The ml_detect.sh script expects the virtual environment at <project_root>/venv/. Placing it elsewhere requires updating VENV_DIR in scripts/ml/ml_detect.sh. If not, the script will create a new one.

Activate the Environment

source venv/bin/activate

Once active, the terminal prompt will show (venv). To deactivate later:

deactivate

Install Dependencies

pip install -r ml/requirements.txt

Install Jupyter

pip install jupyter

Launch Jupyter

jupyter notebook ml/notebooks/VNTD_ML.ipynb

The browser will open automatically at http://localhost:8888. If it does not, copy the URL printed in the terminal.

Run from the project root

Starting Jupyter from the project root ensures that relative paths inside the notebook (../data/attacks.json, ../models/scaler.pkl, etc.) are used correctly.

To run the full training pipeline, use Restart the kernel and run all cells.


Troubleshooting

python3: command not found: Python is not installed or not in PATH. Install it with sudo apt install python3.
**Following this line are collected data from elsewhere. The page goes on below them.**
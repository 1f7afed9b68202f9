//! Time-driven state machines: the twist animation and the shuffle queue.

mod shuffle;
mod twist;

pub use shuffle::{ShuffleState, Shuffler};
pub use twist::{CompletedTwist, OnComplete, Pivot, RotationEngine};
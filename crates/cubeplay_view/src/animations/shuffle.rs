use std::fmt;

use cubeplay_core::{CubeModel, Face, Move};
use rand::seq::IndexedRandom;
use rand::{Rng, SeedableRng};
use rand_chacha::ChaCha12Rng;
use sha2::Digest;

use super::OnComplete;

/// Progress of a shuffle.
#[derive(Debug, Default, Copy, Clone, PartialEq, Eq, Hash)]
pub enum ShuffleState {
    /// No shuffle is running.
    #[default]
    Idle,
    /// Random twists are still being played.
    Running {
        /// Number of twists that have not been started yet.
        moves_left: u32,
    },
}

/// Queue of random twists, started one at a time as each previous twist
/// completes.
pub struct Shuffler {
    state: ShuffleState,
    seed: String,
    rng: ChaCha12Rng,
    on_complete: Option<OnComplete>,
}
impl fmt::Debug for Shuffler {
    fn fmt(&self, f: &mut fmt::Formatter<'_>) -> fmt::Result {
        f.debug_struct("Shuffler")
            .field("state", &self.state)
            .field("seed", &self.seed)
            .finish_non_exhaustive()
    }
}
impl Default for Shuffler {
    fn default() -> Self {
        Self {
            state: ShuffleState::Idle,
            seed: String::new(),
            rng: rng_from_seed(""),
            on_complete: None,
        }
    }
}
impl Shuffler {
    /// Generates a new random seed.
    pub fn random_seed() -> String {
        let random_u64: u64 = rand::rng().random();
        format!("{random_u64:016x}")
    }

    /// Queues `move_count` random twists generated from `seed`.
    ///
    /// `on_complete` is called once after the last twist has been committed.
    /// Any shuffle that is already running is replaced without calling its
    /// callback.
    pub fn start(
        &mut self,
        move_count: u32,
        seed: String,
        on_complete: impl FnOnce(&mut CubeModel) + 'static,
    ) {
        log::debug!("shuffling {move_count} moves with seed {seed:?}");
        self.rng = rng_from_seed(&seed);
        self.seed = seed;
        self.state = ShuffleState::Running {
            moves_left: move_count,
        };
        self.on_complete = Some(Box::new(on_complete));
    }

    /// Returns the state of the shuffle.
    pub fn state(&self) -> ShuffleState {
        self.state
    }
    /// Returns whether a shuffle is running.
    pub fn is_running(&self) -> bool {
        matches!(self.state, ShuffleState::Running { .. })
    }
    /// Returns the number of twists that have not been started yet.
    pub fn moves_left(&self) -> u32 {
        match self.state {
            ShuffleState::Idle => 0,
            ShuffleState::Running { moves_left } => moves_left,
        }
    }
    /// Returns the seed of the most recent shuffle.
    pub fn seed(&self) -> &str {
        &self.seed
    }

    /// Returns the next random twist, or `None` if there are no twists left.
    pub fn next_move(&mut self) -> Option<Move> {
        let ShuffleState::Running { moves_left } = &mut self.state else {
            return None;
        };
        *moves_left = moves_left.checked_sub(1)?;
        let face = *Face::ALL.choose(&mut self.rng)?;
        let clockwise = self.rng.random_bool(0.5);
        Some(Move::new(face, clockwise))
    }

    /// Ends the shuffle and runs its completion callback.
    pub fn finish(&mut self, model: &mut CubeModel) {
        self.state = ShuffleState::Idle;
        if let Some(f) = self.on_complete.take() {
            f(model);
        }
    }

    /// Stops the shuffle without running its completion callback.
    pub fn cancel(&mut self) {
        self.state = ShuffleState::Idle;
        self.on_complete = None;
    }
}

fn rng_from_seed(seed: &str) -> ChaCha12Rng {
    let mut sha256 = sha2::Sha256::new();
    sha256.update((seed.len() as u64).to_le_bytes());
    sha256.update(seed.as_bytes());
    ChaCha12Rng::from_seed(sha256.finalize().into())
}

#[cfg(test)]
mod tests {
    use pretty_assertions::assert_eq;

    use super::*;

    fn drain(shuffler: &mut Shuffler) -> Vec<Move> {
        std::iter::from_fn(|| shuffler.next_move()).collect()
    }

    #[test]
    fn test_exact_move_count() {
        let mut shuffler = Shuffler::default();
        shuffler.start(12, "abc".to_string(), |_| ());
        assert_eq!(shuffler.moves_left(), 12);
        assert_eq!(drain(&mut shuffler).len(), 12);
        assert_eq!(shuffler.moves_left(), 0);
        assert!(shuffler.is_running());
        assert!(shuffler.next_move().is_none());
    }

    #[test]
    fn test_seeded_shuffles_are_reproducible() {
        let mut a = Shuffler::default();
        let mut b = Shuffler::default();
        a.start(30, "seed".to_string(), |_| ());
        b.start(30, "seed".to_string(), |_| ());
        let moves = drain(&mut a);
        assert_eq!(moves, drain(&mut b));
        assert!(moves.iter().all(|m| m.depth == 0));

        b.start(30, "other seed".to_string(), |_| ());
        assert_ne!(moves, drain(&mut b));
    }

    #[test]
    fn test_finish_runs_callback_once() {
        let mut model = CubeModel::new();
        let mut shuffler = Shuffler::default();
        shuffler.start(0, Shuffler::random_seed(), |model| model.toggle_direction());
        assert_eq!(shuffler.next_move(), None);

        shuffler.finish(&mut model);
        shuffler.finish(&mut model);
        assert!(!model.is_clockwise());
        assert_eq!(shuffler.state(), ShuffleState::Idle);
    }

    #[test]
    fn test_cancel() {
        let mut model = CubeModel::new();
        let mut shuffler = Shuffler::default();
        shuffler.start(5, "x".to_string(), |model| model.toggle_direction());
        shuffler.cancel();
        shuffler.finish(&mut model);
        assert!(model.is_clockwise());
        assert_eq!(shuffler.next_move(), None);
    }
}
pip install fails with externally-managed-environment error: Always install inside the virtual environment. Make sure source venv/bin/activate was run first.

Broken virtual environment after OS upgrade: Delete venv/ and recreate it:

rm -rf venv
python3 -m venv venv
source venv/bin/activate
pip install -r ml/requirements.txt

Jupyter notebook does not find the data files: Start the Jupyter server from the project root directory, not from inside ml/notebooks/.

Model files not found by the detector: Ensure git lfs pull has been run after cloning. The .pkl files are stored in Git LFS and will appear as empty pointer files if LFS was not pulled.

git lfs install
git lfs pull